Mechanical removal of the bottom ash is another effective method, which involves the use of mechanised bottom ash conveyor systems as an alternative to conventional bottom ash sluice water systems.
Another alternative is the high concentration slurry disposal system, which uses intermediate surge hoppers, stream surge hoppers, screw conveyor, ash mixer, agitator retention tank and charge pump. The fly ash is collected in dry form in each intermediate surge hopper, and is discharged to agitated mixing tanks via screw conveyors and ash mixers. Water flow to the ash mixer is controlled via a motor. This process reduces the dilution of the slurry, saving both energy and water. These systems need less space and have lower capital and operating costs. The process uses 8.34 per cent of the water required in other ash handling systems, has minimal to zero risk of contamination through water leakage. It requires negligible run-off water and water recycling system capacity. It also reduces the need for dusting, as the slurry hardens out, allowing rehabilitation.
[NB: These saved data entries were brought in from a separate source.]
//! Storefront configuration.

use std::path::Path;
use std::time::Duration;

use anyhow::{bail, Context, Result};
use mosaic_fetch::TimeoutConfig;
use serde::{Deserialize, Serialize};

/// A fragment owner the storefront polls.
#[derive(Debug, Clone, PartialEq, Eq, Serialize, Deserialize)]
pub struct GatewayConfig {
    /// Gateway name.
    pub name: String,
    /// Base URL of the owner.
    pub url: String,
}

/// A fragment placed on a page.
#[derive(Debug, Clone, PartialEq, Eq, Serialize, Deserialize)]
pub struct PageFragment {
    /// Fragment name.
    pub name: String,
    /// Gateway serving it.
    pub gateway: String,
}

/// A composed page.
#[derive(Debug, Clone, PartialEq, Eq, Serialize, Deserialize)]
pub struct PageConfig {
    /// Page name.
    pub name: String,
    /// Route the page is served on.
    pub url: String,
    /// Fragments in placement order.
    #[serde(default)]
    pub fragments: Vec<PageFragment>,
}

/// Outbound HTTP settings.
#[derive(Debug, Clone, Default, PartialEq, Eq, Serialize, Deserialize)]
pub struct HttpSettings {
    /// Total timeout of each upstream fetch.
    #[serde(default, skip_serializing_if = "Option::is_none")]
    pub timeout_ms: Option<u64>,
}

impl HttpSettings {
    /// Timeouts for the HTTP client.
    pub fn timeouts(&self) -> TimeoutConfig {
        self.timeout_ms
            .map(|ms| TimeoutConfig::from_total(Duration::from_millis(ms)))
            .unwrap_or_default()
    }
}

/// Storefront configuration file (`storefront.toml` or `.json`).
#[derive(Debug, Clone, Default, PartialEq, Eq, Serialize, Deserialize)]
pub struct StorefrontConfig {
    /// Gateways to poll.
    #[serde(default)]
    pub gateways: Vec<GatewayConfig>,
    /// Pages to serve.
    #[serde(default)]
    pub pages: Vec<PageConfig>,
    /// Outbound HTTP settings.
    #[serde(default)]
    pub http: HttpSettings,
}

impl StorefrontConfig {
    /// Load config from a file.
    pub fn load(path: impl AsRef<Path>) -> Result<Self> {
        let path = path.as_ref();
        let content = std::fs::read_to_string(path)
            .with_context(|| format!("Failed to read storefront config: {}", path.display()))?;

        let config: Self = if path.extension().is_some_and(|ext| ext == "json") {
            serde_json::from_str(&content)
                .with_context(|| format!("Failed to parse JSON config: {}", path.display()))?
        } else {
            toml::from_str(&content)
                .with_context(|| format!("Failed to parse TOML config: {}", path.display()))?
        };

        config.validate()?;
        tracing::debug!(
            path = %path.display(),
            gateways = config.gateways.len(),
            pages = config.pages.len(),
            "storefront config loaded"
        );
        Ok(config)
    }

    /// Parse a TOML config.
    pub fn from_toml(content: &str) -> Result<Self> {
        let config: Self = toml::from_str(content).context("Failed to parse TOML config")?;
        config.validate()?;
        Ok(config)
    }

    /// Check that names are unique and every page references a known gateway.
    ///
    /// A fragment may appear at most once per page.
    pub fn validate(&self) -> Result<()> {
        for (i, gateway) in self.gateways.iter().enumerate() {
            if self.gateways[..i].iter().any(|g| g.name == gateway.name) {
                bail!("duplicate gateway name '{}'", gateway.name);
            }
        }

        for (i, page) in self.pages.iter().enumerate() {
            if self.pages[..i].iter().any(|p| p.name == page.name || p.url == page.url) {
                bail!("page '{}' duplicates the name or url of another page", page.name);
            }
            if !page.url.starts_with('/') {
                bail!("url '{}' of page '{}' must start with '/'", page.url, page.name);
            }
            for (j, fragment) in page.fragments.iter().enumerate() {
                if page.fragments[..j].iter().any(|f| f.name == fragment.name) {
                    bail!("page '{}' lists fragment '{}' more than once", page.name, fragment.name);
                }
                if self.gateway(&fragment.gateway).is_none() {
                    bail!(
                        "page '{}' references unknown gateway '{}'",
                        page.name,
                        fragment.gateway
                    );
                }
            }
        }

        Ok(())
    }

    /// Find a gateway by name.
    pub fn gateway(&self, name: &str) -> Option<&GatewayConfig> {
        self.gateways.iter().find(|g| g.name == name)
    }

    /// Find a page by name.
    pub fn page(&self, name: &str) -> Option<&PageConfig> {
        self.pages.iter().find(|p| p.name == name)
    }
}

#[cfg(test)]
mod tests {
    use super::*;

    const CONFIG: &str = r#"
[[gateways]]
name = "browsing"
url = "http://localhost:4446"

[[pages]]
name = "product-detail"
url = "/product"
fragments = [{ name = "header", gateway = "browsing" }, { name = "product", gateway = "browsing" }]

[http]
timeout_ms = 800
"#;

    #[test]
    fn test_parse_toml() {
        let config = StorefrontConfig::from_toml(CONFIG).unwrap();

        assert_eq!(config.gateways.len(), 1);
        let page = config.page("product-detail").unwrap();
        assert_eq!(page.fragments[1].name, "product");
        assert_eq!(config.http.timeouts().total, Duration::from_millis(800));
    }

    #[test]
    fn test_defaults() {
        let config = StorefrontConfig::from_toml("").unwrap();
        assert!(config.pages.is_empty());
        assert_eq!(config.http.timeouts(), TimeoutConfig::default());
    }

    #[test]
    fn test_unknown_gateway_rejected() {
        let content = CONFIG.replace(r#"gateway = "browsing" }]"#, r#"gateway = "search" }]"#);
        let err = StorefrontConfig::from_toml(&content).unwrap_err();
        assert!(err.to_string().contains("unknown gateway 'search'"));
    }

    #[test]
    fn test_duplicate_gateway_rejected() {
        let content = format!("{}\n[[gateways]]\nname = \"browsing\"\nurl = \"http://x\"\n", CONFIG);
        assert!(StorefrontConfig::from_toml(&content).is_err());
    }

    #[test]
    fn test_duplicate_fragment_on_page_rejected() {
        let content = CONFIG.replace(
            r#"{ name = "header", gateway = "browsing" }"#,
            r#"{ name = "product", gateway = "browsing" }"#,
        );
        let err = StorefrontConfig::from_toml(&content).unwrap_err();
        assert!(err.to_string().contains("lists fragment 'product' more than once"));
    }

    #[test]
    fn test_load_json_by_extension() {
        let config = StorefrontConfig::from_toml(CONFIG).unwrap();
        let path = std::env::temp_dir().join(format!("mosaic-storefront-{}.json", std::process::id()));
        std::fs::write(&path, serde_json::to_string(&config).unwrap()).unwrap();

        let loaded = StorefrontConfig::load(&path).unwrap();
        std::fs::remove_file(&path).ok();
        assert_eq!(loaded, config);
    }
}
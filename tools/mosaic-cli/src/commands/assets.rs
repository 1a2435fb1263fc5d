//! Asset inspection command.

use anyhow::{Context as _, Result};
use mosaic_core::{InjectType, VersionSelector};
use mosaic_html::{collect_assets, NoInlineContent};

use super::AssetsArgs;
use crate::context::Context;

/// Run the assets command.
pub async fn run(args: AssetsArgs, ctx: &Context) -> Result<()> {
    let manifest = ctx.manifest()?;
    let fragment = manifest
        .fragment(&args.fragment)
        .with_context(|| format!("Fragment '{}' is not in the manifest", args.fragment))?;

    let resolved = VersionSelector::for_manifest(fragment).resolve(
        &fragment.versions,
        &Default::default(),
        args.version.as_deref(),
    )?;

    let tags = collect_assets(
        &fragment.name,
        resolved.id,
        &resolved.version.assets,
        &NoInlineContent,
    );

    if ctx.output.is_json() {
        ctx.output.json(&tags);
        return Ok(());
    }

    ctx.output.header(&format!("{} {}", fragment.name, resolved.id));

    let widths = [16, 10, 8, 40];
    ctx.output.table_row(&["LOCATION", "INJECT", "TYPE", "FILE"], &widths);
    for asset in &resolved.version.assets {
        let inject = match asset.inject_type {
            InjectType::External => "external",
            InjectType::Inline => "inline",
        };
        let kind = format!("{:?}", asset.kind).to_lowercase();
        ctx.output.table_row(
            &[asset.location.as_str(), inject, &kind, &asset.file_name],
            &widths,
        );
    }

    ctx.output.header("Tags");
    for (location, location_tags) in tags.iter() {
        for tag in location_tags {
            ctx.output.kv(location.as_str(), tag);
        }
    }
    let inline = resolved
        .version
        .assets
        .iter()
        .filter(|a| a.inject_type == InjectType::Inline)
        .count();
    if inline > 0 {
        ctx.output.warn(&format!(
            "{} inline asset(s) are filled in by the composer and not shown",
            inline
        ));
    }

    Ok(())
}
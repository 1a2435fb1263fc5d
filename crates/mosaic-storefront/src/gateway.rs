//! Polling a fragment owner's export.

use std::collections::BTreeMap;
use std::sync::Arc;

use arc_swap::{ArcSwap, ArcSwapOption};
use mosaic_core::GatewayExport;
use mosaic_fetch::{fetch_ok, FetchRequest, HttpClient};

use crate::error::StorefrontError;
use crate::proxy::FragmentStorefront;

/// Keeps the proxies of one owner in sync with its export.
pub struct GatewayClient {
    name: String,
    url: String,
    client: Arc<dyn HttpClient>,
    fragments: ArcSwap<BTreeMap<String, Arc<FragmentStorefront>>>,
    hash: ArcSwapOption<String>,
}

impl GatewayClient {
    /// Create a client for an owner.
    pub fn new(name: impl Into<String>, url: impl Into<String>, client: Arc<dyn HttpClient>) -> Self {
        Self {
            name: name.into(),
            url: url.into(),
            client,
            fragments: ArcSwap::from_pointee(BTreeMap::new()),
            hash: ArcSwapOption::empty(),
        }
    }

    /// Gateway name.
    pub fn name(&self) -> &str {
        &self.name
    }

    /// Owner base URL.
    pub fn url(&self) -> &str {
        &self.url
    }

    /// Whether an export has been applied.
    pub fn is_ready(&self) -> bool {
        self.hash.load().is_some()
    }

    /// Hash of the last applied export.
    pub fn hash(&self) -> Option<String> {
        self.hash.load_full().map(|h| h.as_ref().clone())
    }

    /// The proxy for a fragment, created unconfigured on first use.
    ///
    /// The same proxy is returned for every call with the same name, so
    /// pages built before the first refresh see later updates.
    pub fn fragment(&self, name: &str) -> Arc<FragmentStorefront> {
        if let Some(existing) = self.fragments.load().get(name) {
            return existing.clone();
        }

        let created = Arc::new(FragmentStorefront::new(name, self.client.clone()));
        self.fragments.rcu(|current| {
            let mut next = BTreeMap::clone(current);
            next.entry(name.to_string()).or_insert_with(|| created.clone());
            next
        });

        self.fragments
            .load()
            .get(name)
            .cloned()
            .unwrap_or(created)
    }

    /// Names of the known fragments.
    pub fn fragment_names(&self) -> Vec<String> {
        self.fragments.load().keys().cloned().collect()
    }

    /// Fetch the export and push it to the proxies if it changed.
    ///
    /// Returns whether an update was applied.
    #[tracing::instrument(skip(self), fields(gateway = %self.name, url = %self.url))]
    pub async fn refresh(&self) -> Result<bool, StorefrontError> {
        let url = format!("{}/", self.url.trim_end_matches('/'));
        let response = match fetch_ok(self.client.as_ref(), FetchRequest::get(&url)).await {
            Ok(response) => response,
            Err(err) => {
                tracing::error!(error = %err, "gateway export unavailable");
                return Err(err.into());
            }
        };
        let export: GatewayExport = response.json()?;

        if !export.verify() {
            tracing::warn!(hash = %export.hash, "export hash does not match its fragments");
        }

        if self.hash.load().as_deref() == Some(&export.hash) {
            tracing::debug!(hash = %export.hash, "gateway unchanged");
            return Ok(false);
        }

        for (name, config) in &export.fragments {
            self.fragment(name).update(config.clone(), &self.url);
        }
        for name in self.fragment_names() {
            if !export.fragments.contains_key(&name) {
                tracing::warn!(fragment = %name, "fragment no longer exported, keeping last configuration");
            }
        }

        tracing::info!(hash = %export.hash, fragments = export.fragments.len(), "gateway updated");
        self.hash.store(Some(Arc::new(export.hash)));
        Ok(true)
    }
}

impl std::fmt::Debug for GatewayClient {
    fn fmt(&self, f: &mut std::fmt::Formatter<'_>) -> std::fmt::Result {
        f.debug_struct("GatewayClient")
            .field("name", &self.name)
            .field("url", &self.url)
            .field("fragments", &self.fragment_names())
            .field("hash", &self.hash())
            .finish_non_exhaustive()
    }
}
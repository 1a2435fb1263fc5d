//! The composer's HTTP surface.

use std::sync::Arc;

use futures::future::join_all;
use http::header::CONTENT_TYPE;
use http::{HeaderValue, Response, StatusCode};
use mosaic_core::{AssetType, FragmentRequest};
use mosaic_fetch::HttpClient;

use crate::compose::Page;
use crate::config::StorefrontConfig;
use crate::error::StorefrontError;
use crate::gateway::GatewayClient;
use crate::proxy::FragmentStorefront;

const TEXT: &str = "text/plain; charset=utf-8";

/// Gateways and pages served by one composer process.
#[derive(Debug)]
pub struct Storefront {
    gateways: Vec<GatewayClient>,
    pages: Vec<Page>,
}

impl Storefront {
    /// Create a storefront from its configuration.
    ///
    /// Pages are wired to proxies that stay unconfigured until the first
    /// `refresh`.
    pub fn from_config(config: &StorefrontConfig, client: Arc<dyn HttpClient>) -> Result<Self, StorefrontError> {
        let gateways: Vec<GatewayClient> = config
            .gateways
            .iter()
            .map(|g| GatewayClient::new(&g.name, &g.url, client.clone()))
            .collect();

        let mut pages = Vec::with_capacity(config.pages.len());
        for page_config in &config.pages {
            let mut page = Page::new(&page_config.name, &page_config.url);
            for fragment in &page_config.fragments {
                let gateway = gateways
                    .iter()
                    .find(|g| g.name() == fragment.gateway)
                    .ok_or_else(|| StorefrontError::UnknownGateway {
                        page: page_config.name.clone(),
                        gateway: fragment.gateway.clone(),
                    })?;
                page = page.with_fragment(gateway.fragment(&fragment.name));
            }
            pages.push(page);
        }

        Ok(Self { gateways, pages })
    }

    /// Gateways by configuration order.
    pub fn gateways(&self) -> &[GatewayClient] {
        &self.gateways
    }

    /// Find a page by name.
    pub fn page(&self, name: &str) -> Option<&Page> {
        self.pages.iter().find(|p| p.name == name)
    }

    /// Find a fragment proxy by name across all gateways.
    pub fn fragment(&self, name: &str) -> Option<Arc<FragmentStorefront>> {
        self.gateways
            .iter()
            .find(|g| g.fragment_names().iter().any(|n| n == name))
            .map(|g| g.fragment(name))
    }

    /// Refresh every gateway concurrently.
    ///
    /// Returns how many gateways applied an update, or the first failure.
    pub async fn refresh(&self) -> Result<usize, StorefrontError> {
        let results = join_all(self.gateways.iter().map(|g| g.refresh())).await;
        let mut updated = 0;
        for result in results {
            if result? {
                updated += 1;
            }
        }
        Ok(updated)
    }

    /// Whether every gateway has applied an export.
    pub fn is_ready(&self) -> bool {
        self.gateways.iter().all(GatewayClient::is_ready)
    }

    /// Handle an HTTP request.
    pub async fn handle<B>(&self, req: &http::Request<B>) -> Response<Vec<u8>> {
        self.handle_request(&FragmentRequest::from_http(req)).await
    }

    /// Handle a parsed request.
    #[tracing::instrument(skip_all, fields(path = %req.path, request_id = %req.request_id))]
    pub async fn handle_request(&self, req: &FragmentRequest) -> Response<Vec<u8>> {
        if req.path == "/healthcheck" {
            return if self.is_ready() {
                respond(StatusCode::OK, TEXT, "OK")
            } else {
                respond(StatusCode::SERVICE_UNAVAILABLE, TEXT, "Not Ready")
            };
        }

        if let Some(page) = self.pages.iter().find(|p| p.url == req.path) {
            return match page.compose(req).await {
                Ok(composed) => respond(
                    StatusCode::from_u16(composed.status).unwrap_or(StatusCode::OK),
                    composed.content_type,
                    composed.body,
                ),
                Err(err) => error_response(&err),
            };
        }

        let segments: Vec<&str> = req.path.trim_start_matches('/').splitn(3, '/').collect();
        if let [fragment, "static", file] = segments.as_slice() {
            if !file.is_empty() {
                return match self.proxy_static(req, fragment, file).await {
                    Ok((kind, body)) => respond(StatusCode::OK, kind.content_type(), body),
                    Err(err) => error_response(&err),
                };
            }
        }

        respond(StatusCode::NOT_FOUND, TEXT, "Not Found")
    }

    async fn proxy_static(
        &self,
        req: &FragmentRequest,
        fragment: &str,
        file: &str,
    ) -> Result<(AssetType, String), StorefrontError> {
        let proxy = self
            .fragment(fragment)
            .ok_or_else(|| StorefrontError::UnknownFragment(fragment.to_string()))?;
        if !proxy.is_configured() {
            return Err(StorefrontError::UnknownFragment(fragment.to_string()));
        }

        proxy.get_static(req, file).await
    }
}

fn respond(status: StatusCode, content_type: &'static str, body: impl Into<Vec<u8>>) -> Response<Vec<u8>> {
    let mut response = Response::new(body.into());
    *response.status_mut() = status;
    response
        .headers_mut()
        .insert(CONTENT_TYPE, HeaderValue::from_static(content_type));
    response
}

fn error_response(err: &StorefrontError) -> Response<Vec<u8>> {
    tracing::warn!(error = %err, "request failed");
    respond(err.status(), TEXT, err.to_string())
}
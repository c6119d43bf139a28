mod components;
mod views;

use ratatui::prelude::*;
use ratatui::widgets::Paragraph;

use crate::app::{App, Mode, ViewState};

/// Main draw function
pub fn draw(frame: &mut Frame, app: &App) {
  let chunks = Layout::default()
    .direction(Direction::Vertical)
    .constraints([
      Constraint::Length(1), // Header
      Constraint::Min(1),    // Main content
      Constraint::Length(1), // Status bar
    ])
    .split(frame.area());

  draw_header(frame, chunks[0], app);

  if let Some(view) = app.current_view() {
    match view {
      ViewState::CharacterList {
        page,
        search,
        data,
        selected,
        loading,
        error,
      } => views::character_list::draw_character_list(
        frame,
        chunks[1],
        app,
        views::character_list::ListProps {
          page: *page,
          search,
          data: data.as_ref(),
          selected: *selected,
          loading: *loading,
          error: error.as_deref(),
        },
      ),
      ViewState::CharacterDetail {
        character,
        homeworld,
        films,
        starships,
        ..
      } => views::character_detail::draw_character_detail(
        frame, chunks[1], character, homeworld, films, starships,
      ),
      ViewState::Favorites { selected } => {
        views::favorites::draw_favorites(frame, chunks[1], app, *selected)
      }
    }
  }

  if let Some(edit) = app.edit() {
    components::edit_dialog::draw_edit_dialog(frame, chunks[1], edit);
  }

  draw_status_bar(frame, chunks[2], app);
}

fn draw_header(frame: &mut Frame, area: Rect, app: &App) {
  let view_label = match app.current_view() {
    Some(ViewState::CharacterList { search, .. }) if !search.is_empty() => {
      format!("characters · '{}'", search)
    }
    Some(ViewState::CharacterList { .. }) => "characters".to_string(),
    Some(ViewState::CharacterDetail { .. }) => "characters › detail".to_string(),
    Some(ViewState::Favorites { .. }) => "favorites".to_string(),
    None => String::new(),
  };

  let header = Line::from(vec![
    Span::styled(" galdex ", Style::default().fg(Color::Yellow).bold()),
    Span::styled(view_label, Style::default().fg(Color::Gray)),
    Span::raw("  "),
    Span::styled(
      format!("★ {}", app.favorites().len()),
      Style::default().fg(Color::Magenta),
    ),
  ]);
  frame.render_widget(Paragraph::new(header), area);
}

fn draw_status_bar(frame: &mut Frame, area: Rect, app: &App) {
  let (content, style) = match app.mode() {
    Mode::Normal => {
      let hint = " :command  /search  j/k:nav  n/p:page  Enter:open  f:favorite  e:edit  q:back";
      (hint.to_string(), Style::default().fg(Color::DarkGray))
    }
    Mode::Command => {
      let suggestions = app.suggestions();
      let rendered = suggestions
        .iter()
        .enumerate()
        .map(|(i, cmd)| {
          if i == app.selected_suggestion() {
            format!("[{}]", cmd.name)
          } else {
            cmd.name.to_string()
          }
        })
        .collect::<Vec<_>>()
        .join(" ");
      let description = suggestions
        .get(app.selected_suggestion())
        .map(|cmd| format!("  — {}", cmd.description))
        .unwrap_or_default();
      (
        format!(":{}  {}{}", app.command_input(), rendered, description),
        Style::default().fg(Color::Yellow),
      )
    }
    Mode::Search => (
      format!("/{}", app.search_input()),
      Style::default().fg(Color::Cyan),
    ),
  };

  frame.render_widget(Paragraph::new(content).style(style), area);
}
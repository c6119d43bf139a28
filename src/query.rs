//! Per-section state for asynchronously fetched data.
//!
//! The detail view joins four independent remote reads; each gets its own
//! `QueryState` so a failure or slow fetch in one section never disturbs
//! the others.

/// The state of one remote query.
#[derive(Debug, Clone, Default, PartialEq)]
pub enum QueryState<T> {
  /// Not started (e.g. waiting on the primary fetch for its inputs)
  #[default]
  Idle,
  /// Fetch in flight
  Loading,
  /// Fetch settled with data
  Success(T),
  /// Fetch settled with an error
  Error(String),
}

impl<T> QueryState<T> {
  pub fn is_loading(&self) -> bool {
    matches!(self, QueryState::Loading)
  }

  pub fn is_error(&self) -> bool {
    matches!(self, QueryState::Error(_))
  }

  pub fn data(&self) -> Option<&T> {
    match self {
      QueryState::Success(data) => Some(data),
      _ => None,
    }
  }

  pub fn error(&self) -> Option<&str> {
    match self {
      QueryState::Error(e) => Some(e),
      _ => None,
    }
  }

  /// Fold a settled fetch result into a state.
  pub fn from_result(result: Result<T, String>) -> Self {
    match result {
      Ok(data) => QueryState::Success(data),
      Err(e) => QueryState::Error(e),
    }
  }
}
Other measures such as reusing water for other plant functions and rainwater harvesting for ash ponds can reduce water requirements. In plants that use ash water recirculation, typically, 70 per cent of the ash pond water can be recovered and reused in the AHP.
Industry initiatives
NTPC leads by example and adopts the latest technology for thermal power generation. NTPC’s Sipat Super Thermal Power Station has taken some innovative water conservation measures that can be considered by other utilities as a roadmap for water-efficient ash handling. NTPC Sipat consumes some of the least water among the company’s stations. The station is zero liquid discharge-compliant as it uses and reuses ash water, drain water, effluent-treated water, sewage water, etc., through various recycling systems such as effluent treatment plants, sewage treatment plants and ash water recirculation systems.
The station evacuates fly ash through dry evacuation technology. This ash has been used in low land filling, ash brick manufacturing and as input materials for cement plants. These efforts have reduced the use of water for ash disposal significantly. With its real-time water system monitoring dashboard, NTPC monitors the water system right from the drawl point to the end-consumption, greatly improving water utilisation. The station engages in practices such as rainwater harvesting and reservoir lining to reduce water consumption and ensure sustainability. The station also operates on a higher cycle of concentration, reducing the requirement of fresh water for the water cooling system, thereby saving water on all ends. This has ultimately helped reduce the specific water consumption of the station on a year-on-year basis to 2.66 litres/kwh in 2021-22, which is far below the prescribed norms.
Many utilities have the potential to alter their water consumption requirements. Internet of things- and artificial intelligence-based water management systems, coupled with the above-mentioned measures, can make TPPs cleaner and more sustainable. Gencos can deploy online ash analysers to measure the ash content and calorific value in coal. Such analysers measure the total ash content in coal on a belt conveyor and report the results to the plant operator in real time, assisting informed decision-making and process control. Apart from these measures, focusing on operations and maintenance/repair and maintenance practices will ensure that the system stays robust enough to make space for cleaner technologies.
Given that the power sector is a major water consumer, these measures can save a vital resource while also safeguarding our environment.